According to the Treasury, the move will mean that around 31 million people will be better off by an average of £170 a year.
Kwarteng reiterated the importance of the energy price guarantee, which will freeze the unit costs we pay for gas and electricity for the next two years.
It means that the typical household will pay around £2,500, though it’s important to bear in mind that the size of your eventual bill will depend entirely on how much you actually use.
It follows the announcement this week of separate support for businesses, alongside the energy price guarantee which is in place only for households.
Building new homes
It was something of a throwaway line in the speech, but the Chancellor said that the Government will increase its disposal of publicly-owned land.
The idea is that it can then be turned into new housing in order to meet ever-increasing demand.

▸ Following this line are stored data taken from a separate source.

// src/services/robots.rs

//! Robots policy generator.
//!
//! Produces the single site-wide `User-agent: *` group and the absolute
//! sitemap pointer. Patterns are compiled once at construction, so
//! [`RobotsGenerator::generate`] cannot fail and always returns the same value.

use crate::error::Result;
use crate::models::{CrawlRule, RobotsConfig, RobotsPolicy, SiteUrl};
use crate::utils::pattern::PathPattern;

/// Builds the robots policy for one deployment.
#[derive(Debug, Clone)]
pub struct RobotsGenerator {
    policy: RobotsPolicy,
}

impl RobotsGenerator {
    /// Compile the configured patterns against the deployment base URL.
    pub fn new(base: &SiteUrl, config: &RobotsConfig) -> Result<Self> {
        let compile = |sources: &[String]| -> Result<Vec<PathPattern>> {
            sources.iter().map(|s| PathPattern::new(s)).collect()
        };

        let policy = RobotsPolicy {
            rule: CrawlRule {
                user_agent: config.user_agent.clone(),
                allow: compile(config.allow.as_slice())?,
                disallow: compile(config.disallow.as_slice())?,
            },
            sitemap: base.join(&config.sitemap_path),
        };

        log::debug!(
            "Robots policy: {} allow, {} disallow, sitemap {}",
            policy.rule.allow.len(),
            policy.rule.disallow.len(),
            policy.sitemap
        );

        Ok(Self { policy })
    }

    /// The robots policy. Identical on every call.
    pub fn generate(&self) -> RobotsPolicy {
        self.policy.clone()
    }

    /// The policy rendered as a robots.txt body.
    pub fn render(&self) -> String {
        self.policy.to_text()
    }

    /// Borrow the policy without cloning, for rule checks.
    pub fn policy(&self) -> &RobotsPolicy {
        &self.policy
    }
}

Previous administrations have pledged to dramatically ramp up the number of new homes produced each year, with the current target of 300,000 new homes a year. However, it has not yet managed to match its own targets.
Bankers' bonus cap
Another heavily trailed move was the removal of the cap on bankers’ bonuses. Kwarteng argued that the cap had not succeeded in limiting remuneration for bankers and only pushed banks into setting up in other financial centres.
The Chancellor confirmed that the Government wants to proceed with the ‘investment zone’ idea, stating it is in discussions with 38 potential sites for these zones.
Businesses that set up in these areas will face very little taxes, for example no Stamp Duty on the land they purchase for their premises, nor any National Insurance on the first £50,000 earned by any new employee hired to work in the zone.
Tax on booze
There was some good news for drinkers from the ‘Budget that’s not a Budget’, also.
A host of tax increases on various alcohol products, like beer, wine and spirits, had been due to kick in from February next year.
That increase has been ditched entirely, while the Chancellor has pledged to consult on reforms to the way that alcohol duties are calculated in future.